Négociations directes face à la division interne : Beyrouth s’en tient d’abord au cessez-le-feu, Tel-Aviv rejette
Par Abbas Sabbagh
Pour la première fois depuis les négociations sur Khaldeh puis Nahariya après l’invasion israélienne du Liban en juin 1982, le Liban est revenu à des contacts directs avec Israël pour parvenir à un accord de cessez-le-feu puis entamer des négociations directes.
Tel Aviv n’a pas encore répondu d’abord à la demande libanaise d’un cessez-le-feu.
L’initiative du président Joseph Aoun reste la base des négociations directes avec Israël, et elle commence par l’établissement d’une trêve totale avec la cessation de toutes les agressions israéliennes (terrestres, aériennes et maritimes) contre le Liban, puis la précipitation pour fournir le soutien logistique nécessaire aux forces armées libanaises. Mettez en œuvre les détails de tout cela.
Cependant, avec l’escalade des opérations israéliennes au Liban et après l’annonce irano-pakistanaise selon laquelle le Liban inclurait les termes de l’accord et chercherait un cessez-le-feu, la décision libanaise est que l’État est le seul à négocier et que personne ne négocie en son nom.
Après le contact direct libanais, entre l’ambassadeur libanais à Washington, Nada Hamadeh Mouawad, l’ambassadeur israélien aux États-Unis, et l’ambassadeur américain au Liban, Michel Issa, l’annonce présidentielle était de contacter et d’accepter de tenir une réunion mardi prochain au siège du département d’État américain pour discuter de la déclaration d’un cessez-le-feu et de la date de début des négociations entre le Liban et Israël sous l’égide américaine.
Le Liban insiste pour parvenir avant tout à un cessez-le-feu, loin de l’adhésion iranienne à celui-ci. Si un tel accord n’est pas conclu, il n’y aura pas de négociations directes, a confirmé une source officielle à An-Nahar.
De plus, le ministre des Communications Charles al-Hajj a confirmé à An-Nahar que « le Liban exigera un cessez-le-feu, et Son Excellence le Président a été clair dès le départ, appelant explicitement à un cessez-le-feu, fondé sur la responsabilité de l’État de protéger les Libanais et d’arrêter les pertes qui se déversent. »

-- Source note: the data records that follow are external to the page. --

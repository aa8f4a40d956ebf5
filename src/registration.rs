use std::collections::HashSet;

use axum::{Extension, Json};
use chrono::{DateTime, Utc};
use serde::{Deserialize, Serialize};

use crate::auth::{AdminOnly, Authenticated};
use crate::models::{
    CustomField, RegistrationSettings, RegistrationToggles, Student, StudentPatch, SubjectCatalog,
    Submission,
};
use crate::policy::{check_review_limit, evaluate_lock_state, validate_submission};
use crate::store::Store;
use crate::{breaks, proceeds, AppState, Error, Payload};

/// Loads the settings, applies `change` and writes them back. Last write wins.
pub(crate) async fn modify_settings<F>(
    store: &dyn Store,
    change: F,
) -> Result<RegistrationSettings, Error>
where
    F: FnOnce(&mut RegistrationSettings) + Send,
{
    let mut settings = store.load().await?;
    change(&mut settings);
    store.save(&settings).await?;
    Ok(settings)
}

pub async fn registration_status(
    Extension(state): Extension<AppState>,
) -> Payload<RegistrationStatus> {
    let settings = state.store.load().await?;
    proceeds(RegistrationStatus::of(&settings, Utc::now()))
}

pub async fn registration_deadline(Extension(state): Extension<AppState>) -> Payload<Deadline> {
    let settings = state.store.load().await?;
    proceeds(Deadline {
        deadline: settings.registration_deadline,
    })
}

pub async fn registration_toggles(
    Extension(state): Extension<AppState>,
) -> Payload<RegistrationToggles> {
    proceeds(state.store.load().await?.registration_settings)
}

pub async fn subjects(Extension(state): Extension<AppState>) -> Payload<SubjectCatalog> {
    proceeds(state.store.load().await?.catalog())
}

pub async fn custom_fields(Extension(state): Extension<AppState>) -> Payload<CustomFields> {
    proceeds(CustomFields {
        fields: state.store.load().await?.custom_form_fields,
    })
}

/// Saves the logged-in student's registration if the policy accepts it.
pub async fn update_student_registration(
    auth: Authenticated,
    Extension(state): Extension<AppState>,
    Json(submission): Json<Submission>,
) -> Payload<RegistrationSaved> {
    if auth.student.is_admin() {
        return breaks(Error::Forbidden {
            message: "Administrators do not register for subjects".to_string(),
        });
    }

    let settings = state.store.load().await?;
    let submission = submission.dedup();
    let now = Utc::now();

    let verdict = validate_submission(&settings, &submission, now)
        .and_then(|_| check_review_limit(&settings, &submission, &state.rules));
    if let Err(reason) = verdict {
        log::warn!(
            "registration of student #{} rejected: {}",
            auth.student.id,
            reason
        );
        return breaks(reason.into());
    }

    let student = state
        .store
        .put(auth.student.id, StudentPatch::registration(submission, now))
        .await?;
    log::info!("student #{} saved their registration", student.id);

    proceeds(RegistrationSaved { student })
}

pub async fn set_registration_lock(
    AdminOnly(admin): AdminOnly,
    Extension(state): Extension<AppState>,
    Json(body): Json<SetLock>,
) -> Payload<RegistrationStatus> {
    let settings = modify_settings(state.store.as_ref(), |settings| {
        settings.is_registration_locked = body.locked
    })
    .await?;
    log::info!(
        "admin #{} set the registration lock to {}",
        admin.student.id,
        body.locked
    );
    proceeds(RegistrationStatus::of(&settings, Utc::now()))
}

pub async fn set_registration_deadline(
    AdminOnly(admin): AdminOnly,
    Extension(state): Extension<AppState>,
    Json(body): Json<Deadline>,
) -> Payload<RegistrationStatus> {
    let settings = modify_settings(state.store.as_ref(), |settings| {
        settings.registration_deadline = body.deadline
    })
    .await?;
    log::info!(
        "admin #{} moved the registration deadline to {}",
        admin.student.id,
        body.deadline
    );
    proceeds(RegistrationStatus::of(&settings, Utc::now()))
}

pub async fn update_registration_toggles(
    AdminOnly(_): AdminOnly,
    Extension(state): Extension<AppState>,
    Json(toggles): Json<RegistrationToggles>,
) -> Payload<RegistrationToggles> {
    let settings = modify_settings(state.store.as_ref(), |settings| {
        settings.registration_settings = toggles
    })
    .await?;
    proceeds(settings.registration_settings)
}

pub async fn update_subjects(
    AdminOnly(_): AdminOnly,
    Extension(state): Extension<AppState>,
    Json(catalog): Json<SubjectCatalog>,
) -> Payload<SubjectCatalog> {
    check_catalog(&catalog)?;
    let settings = modify_settings(state.store.as_ref(), |settings| {
        settings.review_subjects = catalog.review;
        settings.exam_subjects = catalog.exam;
    })
    .await?;
    proceeds(settings.catalog())
}

pub async fn update_custom_fields(
    AdminOnly(_): AdminOnly,
    Extension(state): Extension<AppState>,
    Json(fields): Json<Vec<CustomField>>,
) -> Payload<CustomFields> {
    check_custom_fields(&fields)?;
    let settings = modify_settings(state.store.as_ref(), |settings| {
        settings.custom_form_fields = fields
    })
    .await?;
    proceeds(CustomFields {
        fields: settings.custom_form_fields,
    })
}

fn check_catalog(catalog: &SubjectCatalog) -> Result<(), Error> {
    for (kind, subjects) in [("review", &catalog.review), ("exam", &catalog.exam)] {
        let mut seen = HashSet::new();
        for subject in subjects {
            if subject.name.trim().is_empty() {
                return Err(Error::invalid_payload(format!(
                    "{} subject #{} has no name",
                    kind, subject.id
                )));
            }
            if !seen.insert(subject.id) {
                return Err(Error::invalid_payload(format!(
                    "{} subject id {} is listed twice",
                    kind, subject.id
                )));
            }
        }
    }
    Ok(())
}

fn check_custom_fields(fields: &[CustomField]) -> Result<(), Error> {
    let mut seen = HashSet::new();
    for field in fields {
        if field.id.trim().is_empty() || field.label.trim().is_empty() {
            return Err(Error::invalid_payload(
                "custom fields need a non-empty id and label",
            ));
        }
        if !seen.insert(field.id.as_str()) {
            return Err(Error::invalid_payload(format!(
                "custom field `{}` is defined twice",
                field.id
            )));
        }
    }
    Ok(())
}

#[derive(Debug, Clone, Serialize)]
pub struct RegistrationStatus {
    pub locked: bool,
    pub manually_locked: bool,
    pub deadline: DateTime<Utc>,
}

impl RegistrationStatus {
    fn of(settings: &RegistrationSettings, now: DateTime<Utc>) -> Self {
        Self {
            locked: evaluate_lock_state(settings, now),
            manually_locked: settings.is_registration_locked,
            deadline: settings.registration_deadline,
        }
    }
}

#[derive(Debug, Clone, Serialize, Deserialize)]
pub struct Deadline {
    pub deadline: DateTime<Utc>,
}

#[derive(Debug, Clone, Deserialize)]
pub struct SetLock {
    pub locked: bool,
}

#[derive(Debug, Clone, Serialize)]
pub struct CustomFields {
    pub fields: Vec<CustomField>,
}

#[derive(Debug, Clone, Serialize)]
pub struct RegistrationSaved {
    pub student: Student,
}
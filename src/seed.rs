use chrono::Utc;

use crate::auth::hash_password;
use crate::models::{RegistrationSettings, Role, StudentDraft};
use crate::store::{Store, StoreError};
use crate::Error;

pub const ADMIN_CODE: &str = "admin";

/// Writes the default settings and the `admin` account when missing.
/// Existing data is left untouched, so this runs on every startup.
pub async fn ensure_seeded(store: &dyn Store, admin_password: &str) -> Result<(), Error> {
    match store.load().await {
        Ok(_) => {}
        Err(StoreError::NotFound) => {
            let settings = RegistrationSettings::initial(Utc::now());
            store.save(&settings).await?;
            log::info!(
                "seeded registration settings, deadline {}",
                settings.registration_deadline
            );
        }
        Err(err) => return Err(err.into()),
    }

    if store.find_by_code(ADMIN_CODE).await?.is_none() {
        let admin = store
            .insert(StudentDraft {
                ma_hocsinh: ADMIN_CODE.to_string(),
                hoten: "Administrator".to_string(),
                ngaysinh: String::new(),
                lop: "N/A".to_string(),
                role: Role::Admin,
                must_change_password: false,
                password_hash: hash_password(admin_password)?,
            })
            .await?;
        log::info!("created admin account #{}", admin.id);
    }
    Ok(())
}
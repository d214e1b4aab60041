//! Recomputing every network takes a while, and two runs at the same time
//! would only get in each other's way. A run therefore needs to hold a
//! lease, which expires by itself in case the holder never releases it.

use crate::common::error::{LostCapacityError, Result};
use rustc_hash::FxHashMap;
use std::sync::{Mutex, MutexGuard};
use std::time::{Duration, Instant};
use tracing::{debug, warn};

/// Somewhere leases can be kept, shared between everything which might want
/// to start a run
pub trait LeaseStore: Send + Sync {
    /// Take the lease for key on behalf of holder. Fails if anybody (holder
    /// included) currently holds a lease which hasn't expired yet.
    fn acquire(
        &self,
        key: &str,
        holder: &str,
        timeout: Duration,
    ) -> Result<()>;

    /// Give up the lease for key, if it is still held by holder
    fn release(&self, key: &str, holder: &str);
}

#[derive(Debug, Clone)]
struct Lease {
    holder: String,
    expires: Instant,
}

/// Lease store for a single process
#[derive(Debug, Default)]
pub struct InMemoryLeaseStore {
    leases: Mutex<FxHashMap<String, Lease>>,
}

impl InMemoryLeaseStore {
    pub fn new() -> InMemoryLeaseStore {
        InMemoryLeaseStore::default()
    }

    /// A panic while holding the lock can't leave the map in a broken state,
    /// so carry on with whatever is in it
    fn lock(&self) -> MutexGuard<'_, FxHashMap<String, Lease>> {
        self.leases
            .lock()
            .unwrap_or_else(|poisoned| poisoned.into_inner())
    }

    /// Current holder of a lease which hasn't expired yet
    pub fn holder(&self, key: &str) -> Option<String> {
        let now = Instant::now();
        self.lock()
            .get(key)
            .filter(|lease| lease.expires > now)
            .map(|lease| lease.holder.clone())
    }
}

impl LeaseStore for InMemoryLeaseStore {
    fn acquire(
        &self,
        key: &str,
        holder: &str,
        timeout: Duration,
    ) -> Result<()> {
        let now = Instant::now();
        let mut leases = self.lock();

        if let Some(lease) = leases.get(key) {
            if lease.expires > now {
                return Err(LostCapacityError::LeaseHeld {
                    key: key.to_string(),
                    holder: lease.holder.clone(),
                });
            }
            warn!(
                "Lease {} held by {} has expired, taking it over",
                key, lease.holder
            );
        }

        leases.insert(
            key.to_string(),
            Lease {
                holder: holder.to_string(),
                expires: now + timeout,
            },
        );
        debug!("Lease {} acquired by {}", key, holder);

        Ok(())
    }

    fn release(&self, key: &str, holder: &str) {
        let mut leases = self.lock();
        if leases.get(key).is_some_and(|lease| lease.holder == holder) {
            leases.remove(key);
            debug!("Lease {} released by {}", key, holder);
        }
    }
}

/// Holds a lease for as long as it is in scope, releasing it when dropped.
/// This makes sure the lease is given up even when a run fails part way.
pub struct LeaseGuard<'a> {
    store: &'a dyn LeaseStore,
    key: String,
    holder: String,
}

impl<'a> LeaseGuard<'a> {
    pub fn acquire(
        store: &'a dyn LeaseStore,
        key: &str,
        holder: &str,
        timeout: Duration,
    ) -> Result<LeaseGuard<'a>> {
        store.acquire(key, holder, timeout)?;
        Ok(LeaseGuard {
            store,
            key: key.to_string(),
            holder: holder.to_string(),
        })
    }
}

impl Drop for LeaseGuard<'_> {
    fn drop(&mut self) {
        self.store.release(&self.key, &self.holder);
    }
}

« Cette position reflète notre conviction fondamentale qu’aucun chemin sérieux ne peut être construit sous le feu. En même temps, nous travaillons sur une voie intégrée visant à désamorcer et à ouvrir la porte aux solutions, car la priorité aujourd’hui est de protéger les populations et de restaurer la stabilité. »
Il a souligné que « la délégation officielle représente l’État libanais dans toutes ses composantes, et c’est une délégation nationale qui reflète l’unité de la position officielle, et non une représentation sectaire. »
Il insiste sur le fait que l’objectif est de trouver une voie qui protège le Liban et restaure la stabilité, ce qui nécessite les efforts concertés de tous les efforts nationaux.
D’autre part, le Hezbollah rejette clairement la voie de la négociation et tient le Liban pour responsable, et le député Hassan Fadlallah a estimé que « la décision de négocier directement avec l’occupation israélienne constitue une violation flagrante de la constitution », mettant en garde contre ses répercussions sur l’intérieur libanais.
La position de Fadlallah a été précédée par le secrétaire général du parti, le cheikh Naim Qasem, qui a appelé l’État à « cesser les concessions gratuites » et à « nous sommes ensemble en tant qu’État, armée, peuple et résistance, pour protéger notre pays, restaurer sa souveraineté et expulser l’occupant. »
Il est clair qu’il existe une grande divergence entre la décision de négocier, approuvée par les présidents de la république et du gouvernement, et ceux qui ont le mot à dire et ne peuvent pas respecter aucune décision en dehors des axiomes qu’il a déterminés, sachant que le président Nabih Berri a stipulé un cessez-le-feu avant les négociations, et il fait partie de ceux qui insistent pour revenir aux négociations via le « mécanisme ».
Cependant, le refus de Tel-Aviv de négocier un cessez-le-feu uniquement dans le but de désarmer le Hezbollah et de parvenir à un accord de paix place toute la négociation dans la ligne de mire de l’inconnu, et le parti tentera d’empêcher la mise en œuvre de toute clause ou décision liée à des négociations directes.